The IT Security Pandemic
Pandemic in the Shadow - IT Security in the Cloud
COVID-19 has influenced almost all areas of our lives and in some cases changed them drastically. The pandemic has also had a considerable impact on the need for and perception of IT and IT security: For example, large sections of the population have come to understand the relevance of data security. This became clear, for example, in the debates about the Corona warning app and digital vaccination cards in relation to health data and geo tracking.
Companies and public institutions are increasingly relocating work and learning sites to the private sphere or to the home office . Many schools and businesses have developed ad hoc solutions for ongoing operations using digital tools and implemented them under time pressure. The companies' top priority was initially to keep operations running.
As a result, digital "stopgap" solutions for home offices and remote access were created in many places, which are not suitable for continuous operation - especially in terms of security. As the overall situation lasts longer, it is time to transform these "emergency solutions" into stable secure solutions - a difficult task in itself.
The IT security pandemic in the shadow of the pandemic
With digitalization intensified by the pandemic, the digital space is becoming increasingly attractive for cyber criminals. The Corona pandemic acts as a catalyst here: it reinforces increasing cybercrime and accelerates it. Fittingly, the media are talking about a "cyber pandemic" here.
Analogously, other terms that we know well are also adapted: For example, there is talk of incidences regarding successful cyber attacks concerning possible attack targets. Changes and mutations of pathogens are compared with the adaptations and changed tools and methods of cyber criminals.
There are even symptomless progressions in IT security: the "host" (computer, network, company, ...) only serves as a propagator until a target is infected, where the criminals can strike and thus smell prey.
Protection against "pandemic-driving" systems is tough here. Once a system is infected, it is uncertain where deceptive backdoors may have been built in.
How do you protect your business from the cyber pandemic?
Software (e.g., SIEM tools) that cleverly and permanently monitors the flows and logs of a system can support the early detection of attacks. Artificial Intelligence and trained algorithms are used to analyze extensive log entries to change settings and access sequences. Untypical or unexpected behavior is reported by the software and can then be verified. To react quickly if the worst comes to the worst, the company's own or commissioned IT security experts should be available and able to take action quickly.
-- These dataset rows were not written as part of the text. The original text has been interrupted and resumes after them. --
async fn run_task<T, F, Fut, E>(
    permit: OwnedSemaphorePermit,
    worker: Arc<F>,
    ctx: RunContext,
    item: T,
    run: Arc<str>,
    metrics: MetricsHandle,
    cancel_on_error: bool,
) -> TaskResult<E>
where
    F: Fn(RunContext, T) -> Fut,
    Fut: Future<Output = Result<(), E>>,
    E: fmt::Display,
{
    let _permit = permit;
    let started = Instant::now();
    let token = ctx.token().clone();

    let mut call = Box::pin(async move { (*worker)(ctx, item).await });
    let caught = AssertUnwindSafe(poll_fn(move |cx| {
        let _armed = panic_trace::Scope::enter();
        call.as_mut().poll(cx)
    }))
    .catch_unwind()
    .await;
    let elapsed = started.elapsed();

    let (result, outcome) = match caught {
        Ok(Ok(())) => (Ok(()), TaskOutcome::Succeeded),
        Ok(Err(e)) => {
            warn!(run = %run, error = %e, elapsed_ms = millis(elapsed), "task failed");
            (Err(RunError::Task(e)), TaskOutcome::Failed)
        }
        Err(payload) => {
            let backtrace = panic_trace::take().unwrap_or_else(capture);
            let message = panic_message(payload.as_ref());
            error!(run = %run, %message, %backtrace, "task panicked");
            (
                Err(RunError::Panicked { message, backtrace }),
                TaskOutcome::Panicked,
            )
        }
    };
    metrics.task_finished(&run, outcome, elapsed);

    if result.is_err() && cancel_on_error {
        token.cancel();
    }
    result
}

fn capture() -> String {
    Backtrace::force_capture().to_string()
}

fn panic_message(payload: &(dyn Any + Send)) -> String {
    if let Some(s) = payload.downcast_ref::<&'static str>() {
        (*s).to_string()
    } else if let Some(s) = payload.downcast_ref::<String>() {
        s.clone()
    } else {
        "non-string panic payload".to_string()
    }
}

fn join_error<E>(e: JoinError) -> RunError<E> {
    if e.is_panic() {
        RunError::Panicked {
            message: panic_message(e.into_panic().as_ref()),
            backtrace: capture(),
        }
    } else {
        RunError::Cancelled
    }
}
use serde::{Deserialize, Serialize};

/// Sliding window over the load sample stream.
///
/// Capacities are counted in samples; with the default one-second tick they cover one, five and fifteen minutes.
#[derive(Debug, Clone, Copy, PartialEq, Eq, Hash, Serialize, Deserialize)]
#[serde(rename_all = "camelCase")]
pub enum LoadWindow {
    /// Last 60 samples.
    Short,
    /// Last 300 samples.
    Medium,
    /// Last 900 samples.
    Long,
}

impl LoadWindow {
    pub const ALL: [LoadWindow; 3] = [LoadWindow::Short, LoadWindow::Medium, LoadWindow::Long];

    /// Maximum number of samples retained by the window.
    pub const fn capacity(&self) -> usize {
        match self {
            LoadWindow::Short => 60,
            LoadWindow::Medium => 300,
            LoadWindow::Long => 900,
        }
    }

    /// Short label used in logs and metrics:
    /// - `"1m"`
    /// - `"5m"`
    /// - `"15m"`
    pub fn label(&self) -> &'static str {
        match self {
            LoadWindow::Short => "1m",
            LoadWindow::Medium => "5m",
            LoadWindow::Long => "15m",
        }
    }

    /// Position inside [`LoadWindow::ALL`].
    #[inline]
    pub const fn index(&self) -> usize {
        match self {
            LoadWindow::Short => 0,
            LoadWindow::Medium => 1,
            LoadWindow::Long => 2,
        }
    }
}

#[cfg(test)]
mod tests {
    use super::*;

    #[test]
    fn capacities_are_ordered() {
        assert_eq!(LoadWindow::Short.capacity(), 60);
        assert_eq!(LoadWindow::Medium.capacity(), 300);
        assert_eq!(LoadWindow::Long.capacity(), 900);
    }

    #[test]
    fn index_matches_all() {
        for (i, w) in LoadWindow::ALL.iter().enumerate() {
            assert_eq!(w.index(), i);
        }
    }
}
Since the dynamics of such cyber pandemics are very high, the adaptation of systems to be protected is also costly and must be carried out permanently. A sustainable IT-Security Management for companies is therefore indispensable.
Staying up to date in terms of cyber security
Fortunately, defense mechanisms are evolving as quickly as attack strategies these days. Software manufacturers, for example, usually react quickly to new security vulnerabilities so that hackers are given as little time as possible to exploit the vulnerability. This was recently demonstrated in the case of the vulnerability discovered in Microsoft's Exchange server. Here, the BSI also reacted directly with a statement and recommended an immediate update of the software.
However, it is up to the user to decide how quickly the security gap is closed because they must cooperate and implement patches or updates. Therefore, it is extremely important that companies keep their systems up-to-date and do not neglect important security patches and updates. This important ongoing task can be entrusted to a professional service provider in the managed service operating model.
Staying up to date - yes, please, but without failures!
Depending on the system, security updates can lead to downtimes of machines or departments, which becomes particularly problematic if they are not operated redundantly.
The cloud provides a remedy here: via cloud systems, for example, parts of the organization and responsibility can also be handed over to providers and operating partners. The top 3 major hyper scalers, Microsoft, AWS, and Google, are responsible for the security of their infrastructure, for example. And they can do that; after all, dedicated teams are working around the clock to secure the systems.
In addition, it makes sense if a professional managed service partner also Security Operation Services for the installed systems and solutions. He can set up systems in such a way that virtually no downtimes occur for the end-user. Updates are installed at regular intervals and additionally on request by the operator.
However, the race to keep systems secure is ongoing. Therefore, developing new solutions and possibilities for protection against cybercrime must also be continuously driven forward.
We come back to immune systems - much like humans: Healthy systems keep learning and never rest. So it's important to stay up to date, look for new vaccines against the new cyber pathogens, and don't slack off.